TESORO PETROLEUM CORPORATION,
Appellee
From the 73rd Judicial District Court, Bexar County, Texas
Trial Court No. 2000-CI-10428
Honorable Michael P. Peden, Judge Presiding
Opinion by: Paul W. Green, Justice
Sitting: Phil Hardberger, Chief Justice
Paul W. Green, Justice
Sarah B. Duncan, Justice
Delivered and Filed: December 26, 2001
AFFIRMED
Fred and Dorothy Gilcrease ("the Gilcreases") appeal the trial court's entry of summary judgment in favor of Tesoro Petroleum Corporation in two issues, claiming Alaska's ten-year statute of repose does not apply to bar their claims. We affirm the summary judgment.
Background
After Fred Gilcrease, now deceased, discovered he had mesothelioma in 1999, he and his wife, Dorothy, filed suit against the owners of thirty-six refineries, including Tesoro, the owner of a refinery in Kenai, Alaska. Fred had worked in Tesoro's Alaskan refinery in 1974 and 1980 as a welder and pipefitter. Although the Gilcreases were residents of Oregon at the time suit was filed and Fred had never worked in a Texas refinery, the Gilcreases brought suit in Texas under Texas's borrowing statute. See Tex. Civ. Prac. & Rem. Code Ann. § 71.031 (Vernon Supp. 2001). Section 71.031 permits nonresident plaintiffs to bring suit for wrongful conduct occurring in a foreign state so long as suit is filed in Texas "within the time provided by the laws of the foreign state or country in which the wrongful act, neglect, or default took place." Id.
The Gilcreases filed suit in Bexar County, alleging Tesoro failed to provide protective equipment and warn about the dangers of asbestos exposure. Tesoro filed a motion for summary judgment, arguing Alaska's ten-year statute of repose applied to bar the Gilcreases' claims. While Alaska has a statute of repose requiring personal injury plaintiffs to bring suit within ten years of the wrongful conduct, Texas has no similar provision. See Alaska Stat. § 09.10.055(a) (West 1997). The trial court granted summary judgment.
Texas's Section 71.031
The Gilcreases claim the trial court erred in granting summary judgment because, although the borrowing statute in section 71.031 requires nonresident plaintiffs to satisfy procedural time limits, such as statutes of limitation, the Gilcreases argue it does not encompass substantive limitations, such as foreign statutes of repose. (1) Whether section 71.031 requires the nonresident plaintiff to satisfy foreign statutes of repose is a case of first impression in Texas. In construing a statute, our objective is to give effect to the legislature's intent. Albertson's, Inc. v. Sinclair, 984 S.W.2d 958, 960 (Tex. 1999). To determine legislative intent, we look to the language of the statute, relevant legislative history, the object sought to be obtained, and the consequences following from alternate constructions. In re Bay Area Citizens Against Lawsuit Abuse, 982 S.W.2d 371, 380 (Tex.1998).

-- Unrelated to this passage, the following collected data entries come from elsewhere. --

//! Resolution pipeline: reads a content file, validates it, builds the
//! frozen catalog.
//!
//! Format is detected from the file extension (RON / JSON / TOML). The
//! whole catalog lives in one document; content names must be unique
//! within their table because data files and saves reference content by
//! name and id respectively.

use std::path::{Path, PathBuf};

use strata_core::catalog::{
    Catalog, CatalogBuilder, ManagerTemplateDef, PlanetDef, SkinDef,
};

use crate::schema::CatalogData;

// ===========================================================================
// Errors
// ===========================================================================

/// Errors that can occur during content loading.
#[derive(Debug, thiserror::Error)]
pub enum DataLoadError {
    /// The file has an extension we don't support.
    #[error("unsupported format for file: {file}")]
    UnsupportedFormat { file: PathBuf },

    /// A deserialization error occurred.
    #[error("parse error in {file}: {detail}")]
    Parse { file: PathBuf, detail: String },

    /// A duplicate content name was found within one table.
    #[error("duplicate {kind} name '{name}'")]
    DuplicateName { kind: &'static str, name: String },

    /// The planet table is empty; there is no starting planet.
    #[error("content defines no planets")]
    NoPlanets,

    /// A multiplier or cost was not a finite non-negative number.
    #[error("invalid {field} for {kind} '{name}': must be finite and non-negative")]
    InvalidNumber {
        kind: &'static str,
        name: String,
        field: &'static str,
    },

    /// An I/O error occurred.
    #[error(transparent)]
    Io(#[from] std::io::Error),
}

// ===========================================================================
// Format detection
// ===========================================================================

/// Supported content file formats.
#[derive(Debug, Clone, Copy, PartialEq, Eq)]
pub enum Format {
    Ron,
    Toml,
    Json,
}

/// Detect the format of a file based on its extension.
pub fn detect_format(path: &Path) -> Result<Format, DataLoadError> {
    match path.extension().and_then(|e| e.to_str()) {
        Some("ron") => Ok(Format::Ron),
        Some("toml") => Ok(Format::Toml),
        Some("json") => Ok(Format::Json),
        _ => Err(DataLoadError::UnsupportedFormat {
            file: path.to_path_buf(),
        }),
    }
}

// ===========================================================================
// Loading
// ===========================================================================

/// Read a content file and resolve it into a frozen catalog.
pub fn load_catalog(path: &Path) -> Result<Catalog, DataLoadError> {
    let format = detect_format(path)?;
    let content = std::fs::read_to_string(path)?;

    let data: CatalogData = match format {
        Format::Ron => ron::from_str(&content).map_err(|e| DataLoadError::Parse {
            file: path.to_path_buf(),
            detail: e.to_string(),
        })?,
        Format::Json => serde_json::from_str(&content).map_err(|e| DataLoadError::Parse {
            file: path.to_path_buf(),
            detail: e.to_string(),
        })?,
        Format::Toml => toml::from_str(&content).map_err(|e| DataLoadError::Parse {
            file: path.to_path_buf(),
            detail: e.to_string(),
        })?,
    };

    resolve(data)
}

/// Validate parsed content and freeze it into a catalog.
pub fn resolve(data: CatalogData) -> Result<Catalog, DataLoadError> {
    if data.planets.is_empty() {
        return Err(DataLoadError::NoPlanets);
    }

    let mut builder = CatalogBuilder::new();

    let mut seen = std::collections::HashSet::new();
    for planet in &data.planets {
        check_unique(&mut seen, "planet", &planet.name)?;
        check_number("planet", &planet.name, "multiplier", planet.multiplier)?;
        check_number("planet", &planet.name, "unlock_cost", planet.unlock_cost)?;
        builder.register_planet(PlanetDef {
            name: planet.name.clone(),
            unlock_cost: planet.unlock_cost,
            multiplier: planet.multiplier,
        });
    }

    let mut seen = std::collections::HashSet::new();
    for manager in &data.managers {
        check_unique(&mut seen, "manager", &manager.name)?;
        check_number("manager", &manager.name, "multiplier", manager.multiplier)?;
        builder.register_manager(ManagerTemplateDef {
            name: manager.name.clone(),
            grade: manager.grade,
            effect: manager.effect,
            multiplier: manager.multiplier,
            active_secs: manager.active_secs,
            cooldown_secs: manager.cooldown_secs,
        });
    }

    let mut seen = std::collections::HashSet::new();
    for skin in &data.skins {
        check_unique(&mut seen, "skin", &skin.name)?;
        check_number("skin", &skin.name, "multiplier", skin.multiplier)?;
        check_number("skin", &skin.name, "price_premium", skin.price_premium)?;
        check_number("skin", &skin.name, "price_currency", skin.price_currency)?;
        builder.register_skin(SkinDef {
            name: skin.name.clone(),
            rarity: skin.rarity,
            multiplier: skin.multiplier,
            price_premium: skin.price_premium,
            price_currency: skin.price_currency,
        });
    }

    Ok(builder.build())
}

fn check_unique(
    seen: &mut std::collections::HashSet<String>,
    kind: &'static str,
    name: &str,
) -> Result<(), DataLoadError> {
    if !seen.insert(name.to_string()) {
        return Err(DataLoadError::DuplicateName {
            kind,
            name: name.to_string(),
        });
    }
    Ok(())
}

fn check_number(
    kind: &'static str,
    name: &str,
    field: &'static str,
    value: f64,
) -> Result<(), DataLoadError> {
    if !value.is_finite() || value < 0.0 {
        return Err(DataLoadError::InvalidNumber {
            kind,
            name: name.to_string(),
            field,
        });
    }
    Ok(())
}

In relevant part, section 71.031 provides:
Tex. Civ. Prac. & Rem. Code Ann. §71.031(a)(3) (emphasis added). Section 71.031 fails to provide language defining the scope of the statute's language referring to "foreign time limitations," and as such, we must examine the statute's legislative history to discern the legislature's intent.
Recently, the supreme court traced the history of section 71.031, noting the statute's original version was enacted in 1913 to provide Texas citizens the convenience of bringing suit in Texas for out-of-state wrongful conduct. (2) In 1985, the statute was consolidated with its sister provisions and codified into section 71.031. Dubai Petroleum Co., 12 S.W.3d at 76-78. Importantly, the 1985 version did not contain language imposing foreign time limits on nonresidents' claims. House Comm. on Civil Practices, Bill Analysis, Tex. S.B. 220. In other words, a California resident suing based on "wrongful conduct" occurring in California could bring suit in Texas so long as the Texas statute of limitations had not expired, regardless of whether the suit was barred by the California statute of limitations.
In 1997, the Legislature proposed Senate Bill 220 in response to concerns that Texas courtrooms were becoming crowded by nonresidents' personal injury lawsuits. Dubai, 12 S.W.3d at 77-78. The open-ended nature of the 1985 version had made Texas courts too amenable to nonresident plaintiffs whose out-of-state claims were barred by more restrictive foreign time limitations. Owens Corning v. Carter, 997 S.W.2d 560, 565-66 (Tex. 1999). By not limiting nonresidents to the time constraints imposed by the foreign state where the claim arose, former section 71.031 encouraged nonresidents to forum shop in Texas - the result, Texas courtrooms crowded with suits having little or no connection to Texas at the expense of Texas residents. Id. In passing Senate Bill 220, the Legislature amended section 71.031 to add the "borrowing" language currently found in subsection (a)(3). Id. at 566. Now, a nonresident may bring suit in Texas under section 71.031 only if the suit satisfies Texas's time limits along with those imposed by the state or country where the wrongful act took place. Id.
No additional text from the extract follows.